Kryrenia reconstruction sailing in the Aegean sea
The wreck of the Kyenia ship was discovered in 1967 close to Kyrenia in Cyprus, hence its name. The wreck was very well preserved with approximately 75% of the ship still in good condition. It is now exhibited in the Ancient Shipwreck Museum in Kyrenia Castle where it remains on exhibit.
The sinking of the Kyrenia could have been caused by many factors, but evidence suggests that piracy and old age contributed to the ship’s fate. Carbon 14 dating of the ships planking and also of its cargo suggests that the ship was about 80 years old when she sank. A break in the ship’s keel had been fixed, and the hull was protected with pitch and a skin of lead sheathing, added towards the end of her life.

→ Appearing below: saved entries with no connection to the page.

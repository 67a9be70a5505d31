//! ClearSession - Command handler for discarding a chat session's history.

use std::sync::Arc;

use crate::domain::foundation::SessionId;

use super::router::SessionRouter;

/// Command to clear a chat session.
#[derive(Debug, Clone)]
pub struct ClearSessionCommand {
    pub session_id: SessionId,
}

/// Result of clearing a session.
#[derive(Debug, Clone, Copy, PartialEq, Eq)]
pub struct ClearSessionResult {
    /// False when the session did not exist. Not an error.
    pub cleared: bool,
}

/// Handler for clearing sessions.
pub struct ClearSessionHandler {
    router: Arc<SessionRouter>,
}

impl ClearSessionHandler {
    pub fn new(router: Arc<SessionRouter>) -> Self {
        Self { router }
    }

    pub async fn handle(&self, cmd: ClearSessionCommand) -> ClearSessionResult {
        ClearSessionResult {
            cleared: self.router.clear(&cmd.session_id).await,
        }
    }
}

#[cfg(test)]
mod tests {
    use super::*;
    use crate::adapters::ai::MockAIProvider;
    use crate::domain::chat::SessionRegistry;

    #[tokio::test]
    async fn clears_existing_then_reports_missing() {
        let router = Arc::new(SessionRouter::new(
            Arc::new(MockAIProvider::new()),
            Arc::new(SessionRegistry::new()),
        ));
        router.forward(&SessionId::default(), "hi").await.unwrap();
        let handler = ClearSessionHandler::new(router.clone());
        let cmd = ClearSessionCommand {
            session_id: SessionId::default(),
        };

        assert!(handler.handle(cmd.clone()).await.cleared);
        assert!(!handler.handle(cmd).await.cleared);
        assert!(router.registry().is_empty().await);
    }
}
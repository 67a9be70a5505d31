//! HTTP adapters - REST API implementations.
//!
//! `build_app` assembles the chat routes with the cross-cutting tower layers.

pub mod chat;

use std::time::Duration;

use axum::http::HeaderValue;
use axum::Router;
use tower_http::cors::{AllowOrigin, Any, CorsLayer};
use tower_http::timeout::TimeoutLayer;
use tower_http::trace::TraceLayer;

pub use chat::{chat_router, ChatAppState};

/// Builds the CORS layer.
///
/// With no origins configured every origin is allowed; otherwise only the
/// listed ones. Entries that are not valid header values are skipped.
pub fn cors_layer(origins: &[String]) -> CorsLayer {
    let allow_origin = if origins.is_empty() {
        AllowOrigin::from(Any)
    } else {
        let values: Vec<HeaderValue> = origins
            .iter()
            .filter_map(|origin| match origin.parse::<HeaderValue>() {
                Ok(value) => Some(value),
                Err(_) => {
                    tracing::warn!(origin = %origin, "Ignoring invalid CORS origin");
                    None
                }
            })
            .collect();
        AllowOrigin::list(values)
    };

    CorsLayer::new()
        .allow_origin(allow_origin)
        .allow_methods(Any)
        .allow_headers(Any)
}

/// Assembles the full application router.
pub fn build_app(state: ChatAppState, cors_origins: &[String], request_timeout: Duration) -> Router {
    chat_router(state)
        .layer(TimeoutLayer::new(request_timeout))
        .layer(cors_layer(cors_origins))
        .layer(TraceLayer::new_for_http())
}

#[cfg(test)]
mod tests {
    use super::*;
    use crate::adapters::ai::MockAIProvider;
    use crate::application::handlers::chat::SessionRouter;
    use crate::domain::chat::SessionRegistry;
    use axum::body::Body;
    use axum::http::{Request, StatusCode};
    use std::sync::Arc;
    use tower::ServiceExt;

    fn app(origins: &[String]) -> Router {
        let router = SessionRouter::new(
            Arc::new(MockAIProvider::new()),
            Arc::new(SessionRegistry::new()),
        );
        build_app(
            ChatAppState::new(Arc::new(router), "index.html"),
            origins,
            Duration::from_secs(5),
        )
    }

    fn health_from(origin: &str) -> Request<Body> {
        Request::builder()
            .uri("/health")
            .header("origin", origin)
            .body(Body::empty())
            .unwrap()
    }

    #[tokio::test]
    async fn permissive_cors_when_no_origins_configured() {
        let response = app(&[]).oneshot(health_from("http://anywhere.test")).await.unwrap();

        assert_eq!(response.status(), StatusCode::OK);
        assert_eq!(response.headers()["access-control-allow-origin"], "*");
    }

    #[tokio::test]
    async fn restricted_cors_echoes_listed_origin_only() {
        let origins = vec!["http://localhost:5173".to_string()];

        let allowed = app(&origins)
            .oneshot(health_from("http://localhost:5173"))
            .await
            .unwrap();
        assert_eq!(
            allowed.headers()["access-control-allow-origin"],
            "http://localhost:5173"
        );

        let denied = app(&origins)
            .oneshot(health_from("http://evil.test"))
            .await
            .unwrap();
        assert!(denied.headers().get("access-control-allow-origin").is_none());
    }
}
//! AI Provider Port - Interface for generative-language provider integrations.
//!
//! This port abstracts the remote model behind a single request/response call,
//! so conversations can be driven without coupling to a specific provider.
//!
//! # Design
//!
//! - Stateless: every request carries the full ordered history
//! - Provider-agnostic message format
//! - Error types whose text preserves the provider's own wording
//!
//! # Example
//!
//! ```ignore
//! use async_trait::async_trait;
//!
//! struct EchoProvider;
//!
//! #[async_trait]
//! impl AIProvider for EchoProvider {
//!     async fn complete(&self, request: CompletionRequest) -> Result<CompletionResponse, AIError> {
//!         let last = request.messages.last().map(|m| m.content.clone()).unwrap_or_default();
//!         Ok(CompletionResponse::new(last, "echo"))
//!     }
//!
//!     fn provider_info(&self) -> ProviderInfo {
//!         ProviderInfo::new("echo", "echo-1")
//!     }
//! }
//! ```

use async_trait::async_trait;
use serde::{Deserialize, Serialize};

use crate::domain::foundation::SessionId;

/// Port for generative-language provider interactions.
///
/// Implementations connect to an external AI service and translate between
/// the provider-specific API and our message types.
#[async_trait]
pub trait AIProvider: Send + Sync {
    /// Generate a single completion for the given history.
    async fn complete(&self, request: CompletionRequest) -> Result<CompletionResponse, AIError>;

    /// Get provider information (name, model).
    fn provider_info(&self) -> ProviderInfo;
}

/// Request for AI completion.
#[derive(Debug, Clone)]
pub struct CompletionRequest {
    /// Conversation messages (history + current user message).
    pub messages: Vec<Message>,
    /// Maximum tokens to generate.
    pub max_tokens: Option<u32>,
    /// Temperature for response randomness (0.0 = deterministic).
    pub temperature: Option<f32>,
    /// Request metadata for tracing.
    pub metadata: RequestMetadata,
}

impl CompletionRequest {
    /// Creates a new completion request with required metadata.
    pub fn new(metadata: RequestMetadata) -> Self {
        Self {
            messages: Vec::new(),
            max_tokens: None,
            temperature: None,
            metadata,
        }
    }

    /// Adds a message to the conversation.
    pub fn with_message(mut self, role: MessageRole, content: impl Into<String>) -> Self {
        self.messages.push(Message {
            role,
            content: content.into(),
        });
        self
    }

    /// Replaces the conversation messages.
    pub fn with_messages(mut self, messages: Vec<Message>) -> Self {
        self.messages = messages;
        self
    }

    /// Sets the maximum tokens to generate.
    pub fn with_max_tokens(mut self, max: u32) -> Self {
        self.max_tokens = Some(max);
        self
    }

    /// Sets the temperature.
    pub fn with_temperature(mut self, temp: f32) -> Self {
        self.temperature = Some(temp);
        self
    }

    /// Returns the user messages in order.
    pub fn user_messages(&self) -> Vec<&str> {
        self.messages
            .iter()
            .filter(|m| m.role == MessageRole::User)
            .map(|m| m.content.as_str())
            .collect()
    }
}

/// A message in the conversation.
#[derive(Debug, Clone, PartialEq, Eq, Serialize, Deserialize)]
pub struct Message {
    /// Who sent this message.
    pub role: MessageRole,
    /// Message content.
    pub content: String,
}

impl Message {
    /// Creates a new message.
    pub fn new(role: MessageRole, content: impl Into<String>) -> Self {
        Self {
            role,
            content: content.into(),
        }
    }

    /// Creates a system message.
    pub fn system(content: impl Into<String>) -> Self {
        Self::new(MessageRole::System, content)
    }

    /// Creates a user message.
    pub fn user(content: impl Into<String>) -> Self {
        Self::new(MessageRole::User, content)
    }

    /// Creates an assistant message.
    pub fn assistant(content: impl Into<String>) -> Self {
        Self::new(MessageRole::Assistant, content)
    }
}

/// Role of the message sender.
#[derive(Debug, Clone, Copy, PartialEq, Eq, Hash, Serialize, Deserialize)]
#[serde(rename_all = "lowercase")]
pub enum MessageRole {
    /// System instructions (guides model behavior).
    System,
    /// User input.
    User,
    /// Assistant (model) response.
    Assistant,
}

/// Request metadata for tracing.
#[derive(Debug, Clone)]
pub struct RequestMetadata {
    /// Session the conversation belongs to.
    pub session_id: SessionId,
}

impl RequestMetadata {
    /// Creates new request metadata.
    pub fn new(session_id: SessionId) -> Self {
        Self { session_id }
    }
}

/// Response from AI completion.
#[derive(Debug, Clone)]
pub struct CompletionResponse {
    /// Generated content.
    pub content: String,
    /// Model that generated the response.
    pub model: String,
    /// Token usage reported by the provider.
    pub usage: TokenUsage,
}

impl CompletionResponse {
    /// Creates a response with zero usage.
    pub fn new(content: impl Into<String>, model: impl Into<String>) -> Self {
        Self {
            content: content.into(),
            model: model.into(),
            usage: TokenUsage::default(),
        }
    }

    /// Sets the token usage.
    pub fn with_usage(mut self, usage: TokenUsage) -> Self {
        self.usage = usage;
        self
    }
}

/// Token usage information.
#[derive(Debug, Clone, Default, PartialEq, Eq, Serialize, Deserialize)]
pub struct TokenUsage {
    /// Tokens in the prompt.
    pub prompt_tokens: u32,
    /// Tokens in the completion.
    pub completion_tokens: u32,
    /// Total tokens (prompt + completion).
    pub total_tokens: u32,
}

impl TokenUsage {
    /// Creates new token usage.
    pub fn new(prompt_tokens: u32, completion_tokens: u32) -> Self {
        Self {
            prompt_tokens,
            completion_tokens,
            total_tokens: prompt_tokens + completion_tokens,
        }
    }
}

/// Provider information.
#[derive(Debug, Clone, Serialize, Deserialize)]
pub struct ProviderInfo {
    /// Provider name (e.g., "gemini").
    pub name: String,
    /// Model identifier (e.g., "gemini-2.5-flash").
    pub model: String,
}

impl ProviderInfo {
    /// Creates new provider info.
    pub fn new(name: impl Into<String>, model: impl Into<String>) -> Self {
        Self {
            name: name.into(),
            model: model.into(),
        }
    }
}

/// AI provider errors.
///
/// The display text keeps the provider's wording (status code and message)
/// because callers classify failures from it.
#[derive(Debug, Clone, thiserror::Error)]
pub enum AIError {
    /// Provider answered with a non-success HTTP status.
    #[error("{status} {message}")]
    Api {
        /// HTTP status code.
        status: u16,
        /// Provider error message, or the raw body when it has none.
        message: String,
    },

    /// Content was blocked by the provider's safety filters.
    #[error("content filtered: {reason}")]
    ContentFiltered {
        /// Reason reported by the provider.
        reason: String,
    },

    /// Network error during request.
    #[error("network error: {0}")]
    Network(String),

    /// Failed to parse provider response.
    #[error("parse error: {0}")]
    Parse(String),

    /// Request timed out.
    #[error("request timed out after {timeout_secs}s")]
    Timeout {
        /// Configured timeout.
        timeout_secs: u32,
    },
}

impl AIError {
    /// Creates an API status error.
    pub fn api(status: u16, message: impl Into<String>) -> Self {
        Self::Api {
            status,
            message: message.into(),
        }
    }

    /// Creates a content filtered error.
    pub fn content_filtered(reason: impl Into<String>) -> Self {
        Self::ContentFiltered {
            reason: reason.into(),
        }
    }

    /// Creates a network error.
    pub fn network(message: impl Into<String>) -> Self {
        Self::Network(message.into())
    }

    /// Creates a parse error.
    pub fn parse(message: impl Into<String>) -> Self {
        Self::Parse(message.into())
    }

    /// Returns true if retrying the same request may succeed.
    ///
    /// Client errors, including 429, are never retried so quota exhaustion
    /// reaches the caller immediately.
    pub fn is_retryable(&self) -> bool {
        match self {
            AIError::Api { status, .. } => *status >= 500,
            AIError::Network(_) | AIError::Timeout { .. } => true,
            AIError::ContentFiltered { .. } | AIError::Parse(_) => false,
        }
    }
}
//! Chat error types and provider-failure classification.

use thiserror::Error;

/// Maximum number of characters of an upstream failure shown to callers.
pub const MAX_DETAIL_CHARS: usize = 100;

/// Outcome of a failed forward.
#[derive(Debug, Clone, PartialEq, Eq, Error)]
pub enum ChatError {
    /// The provider reported quota exhaustion; retry after a delay.
    #[error("provider quota exceeded")]
    RateLimited,

    /// Any other provider failure.
    #[error("upstream failure: {detail}")]
    Upstream {
        /// Leading part of the provider's error text.
        detail: String,
    },
}

impl ChatError {
    /// Classifies a provider failure from its textual representation.
    ///
    /// Quota exhaustion is recognised by the word "quota" (any case) or the
    /// status code 429 anywhere in the text. The provider exposes no stable
    /// error codes, so the wording is the contract.
    pub fn classify(error_text: &str) -> Self {
        if error_text.to_lowercase().contains("quota") || error_text.contains("429") {
            ChatError::RateLimited
        } else {
            ChatError::Upstream {
                detail: truncate_chars(error_text, MAX_DETAIL_CHARS).to_string(),
            }
        }
    }

    /// Returns true if the caller should retry later.
    pub fn is_rate_limited(&self) -> bool {
        matches!(self, ChatError::RateLimited)
    }
}

/// Returns the prefix of `text` holding at most `max_chars` characters.
pub fn truncate_chars(text: &str, max_chars: usize) -> &str {
    match text.char_indices().nth(max_chars) {
        Some((idx, _)) => &text[..idx],
        None => text,
    }
}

At the time the ship sank, more than 400 wine amphorae, mostly made in Rhodes, constituted its main cargo. Ten distinct amphora shapes on board suggest other ports of call, such as Samos in the north. Another part of the cargo comprised 9000 almonds in jars. 29 millstones were laden on over the keel in three rows and also served as ballast. At the stone quarry, probably on the island of Kos, masons carved letters of identification on the sides of these stones. All these bits of evidence suggest that the ship sailed southwards along the coast of Anatolia calling at Samos, Kos and Rhodes before continuing eastwards to her destruction in Cyprus.

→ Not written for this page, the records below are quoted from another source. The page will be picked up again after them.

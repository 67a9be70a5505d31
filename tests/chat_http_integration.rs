//! Integration tests for the chat HTTP surface.
//!
//! These tests drive the fully layered application router with a mock
//! provider and verify:
//! 1. Messages without a session id share the "default" conversation
//! 2. Distinct sessions keep independent histories
//! 3. Clearing a session resets its history
//! 4. Provider failures surface as 429 / 500 with a `detail` body

use std::sync::Arc;
use std::time::Duration;

use axum::body::{to_bytes, Body};
use axum::http::{Request, StatusCode};
use axum::Router;
use serde_json::{json, Value};
use tower::ServiceExt;

use chat_relay::adapters::ai::{MockAIProvider, MockError};
use chat_relay::adapters::http::{build_app, ChatAppState};
use chat_relay::application::SessionRouter;
use chat_relay::domain::chat::SessionRegistry;
use chat_relay::domain::foundation::SessionId;

// =============================================================================
// Test Infrastructure
// =============================================================================

struct TestApp {
    app: Router,
    provider: MockAIProvider,
    registry: Arc<SessionRegistry>,
}

impl TestApp {
    fn new(provider: MockAIProvider) -> Self {
        let registry = Arc::new(SessionRegistry::new());
        let router = SessionRouter::new(Arc::new(provider.clone()), registry.clone());
        let app = build_app(
            ChatAppState::new(Arc::new(router), "index.html"),
            &[],
            Duration::from_secs(5),
        );
        Self {
            app,
            provider,
            registry,
        }
    }

    async fn post_chat(&self, body: Value) -> (StatusCode, Value) {
        let request = Request::builder()
            .method("POST")
            .uri("/chat")
            .header("content-type", "application/json")
            .body(Body::from(body.to_string()))
            .unwrap();
        self.send(request).await
    }

    async fn delete_chat(&self, session_id: &str) -> (StatusCode, Value) {
        let request = Request::builder()
            .method("DELETE")
            .uri(format!("/chat/{}", session_id))
            .body(Body::empty())
            .unwrap();
        self.send(request).await
    }

    async fn send(&self, request: Request<Body>) -> (StatusCode, Value) {
        let response = self.app.clone().oneshot(request).await.unwrap();
        let status = response.status();
        let bytes = to_bytes(response.into_body(), usize::MAX).await.unwrap();
        (status, serde_json::from_slice(&bytes).unwrap())
    }
}

// =============================================================================
// Tests
// =============================================================================

#[tokio::test]
async fn default_session_accumulates_history() {
    let t = TestApp::new(
        MockAIProvider::new()
            .with_response("Hello!")
            .with_response("Hello again!"),
    );

    let (status, body) = t.post_chat(json!({"message": "hi"})).await;
    assert_eq!(status, StatusCode::OK);
    assert_eq!(body, json!({"response": "Hello!"}));

    let (status, body) = t.post_chat(json!({"message": "again"})).await;
    assert_eq!(status, StatusCode::OK);
    assert_eq!(body, json!({"response": "Hello again!"}));

    let calls = t.provider.get_calls();
    assert_eq!(calls.len(), 2);
    assert_eq!(calls[1].user_messages(), vec!["hi", "again"]);
    assert_eq!(calls[1].messages.len(), 3);
    assert!(t.registry.contains(&SessionId::default()).await);
}

#[tokio::test]
async fn sessions_do_not_share_history() {
    let t = TestApp::new(MockAIProvider::new());

    t.post_chat(json!({"message": "to a", "session_id": "a"})).await;
    t.post_chat(json!({"message": "to b", "session_id": "b"})).await;

    let calls = t.provider.get_calls();
    assert_eq!(calls[1].user_messages(), vec!["to b"]);
    assert_eq!(t.registry.len().await, 2);
}

#[tokio::test]
async fn clear_resets_history_and_reports_outcome() {
    let t = TestApp::new(MockAIProvider::new());
    t.post_chat(json!({"message": "first"})).await;

    let (status, body) = t.delete_chat("default").await;
    assert_eq!(status, StatusCode::OK);
    assert_eq!(body, json!({"message": "Chat history cleared"}));

    let (status, body) = t.delete_chat("default").await;
    assert_eq!(status, StatusCode::OK);
    assert_eq!(body, json!({"message": "Session not found"}));

    t.post_chat(json!({"message": "fresh start"})).await;
    let calls = t.provider.get_calls();
    assert_eq!(calls.last().unwrap().user_messages(), vec!["fresh start"]);
}

#[tokio::test]
async fn quota_failure_returns_429() {
    let t = TestApp::new(MockAIProvider::new().with_error(MockError::Api {
        status: 429,
        message: "Resource has been exhausted (e.g. check quota).".to_string(),
    }));

    let (status, body) = t.post_chat(json!({"message": "hi"})).await;

    assert_eq!(status, StatusCode::TOO_MANY_REQUESTS);
    assert_eq!(
        body,
        json!({"detail": "API quota exceeded. Please wait a moment and try again."})
    );
}

#[tokio::test]
async fn upstream_failure_returns_truncated_detail() {
    let long_message = "x".repeat(500);
    let t = TestApp::new(MockAIProvider::new().with_error(MockError::Api {
        status: 500,
        message: long_message,
    }));

    let (status, body) = t.post_chat(json!({"message": "hi"})).await;

    assert_eq!(status, StatusCode::INTERNAL_SERVER_ERROR);
    let detail = body["detail"].as_str().unwrap();
    let reported = detail
        .strip_prefix("Sorry, something went wrong: ")
        .unwrap();
    assert_eq!(reported.chars().count(), 100);
    assert!(reported.starts_with("500 xxx"));
}

#[tokio::test]
async fn failed_send_leaves_history_untouched() {
    let t = TestApp::new(
        MockAIProvider::new()
            .with_error(MockError::Network {
                message: "connection reset".to_string(),
            })
            .with_response("recovered"),
    );

    let (status, _) = t.post_chat(json!({"message": "lost"})).await;
    assert_eq!(status, StatusCode::INTERNAL_SERVER_ERROR);

    let (status, body) = t.post_chat(json!({"message": "retry"})).await;
    assert_eq!(status, StatusCode::OK);
    assert_eq!(body, json!({"response": "recovered"}));
    assert_eq!(
        t.provider.get_calls()[1].user_messages(),
        vec!["retry"]
    );
}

Four wooden spoons, four oil jugs, four salt dishes and four drinking cups recovered in the shipwreck suggest that her crew on her last voyage consisted of four seamen. The ship's single sail had been taken down before she sank as the stern contained more than 100 lead rigging rings from a large square sail stowed there.
The wooden hull, built mostly of Samos Aleppo pine, measured 14.3 m long by 4.4 m beam. The hull was built in the "shell first" manner, quite the opposite of today's method.
In 1981 Manolis Psaros, a boat-builder in Parma, Greece undertook to build a full size replica of the Kyrenia ship.
The ship, called ‘Kyrenia II” was finally launched in June 1984. During 1985-6 she underwent sea trials and then undertook two experimental sea voyages from Piraeus to Cyprus and back in 1987.
The Kyrenia II sailed very well under different directions of wind and conditions of the sea. The average speed varied from 2 to 6 knots. She proved her seaworthiness, with a remarkable ability to sail into the wind.
Over the next 17 years from 1987 the ship was transported on the decks of large merchant vessels across oceans and seas. Kyrenia II was exhibited at the Mystic Seaport Museum in Connecticut, in New York (fig. 6), Nara, the old Japanese capital, for the Silk Road Exhibition, Seville for the World Fair, Hamburg for its 700 years commemoration and ten different Greek towns.
Kyrenia II is now retired from active sailing and is displayed as a permanent exhibit in the Thalassa museum, Ayia Napia, Cyprus.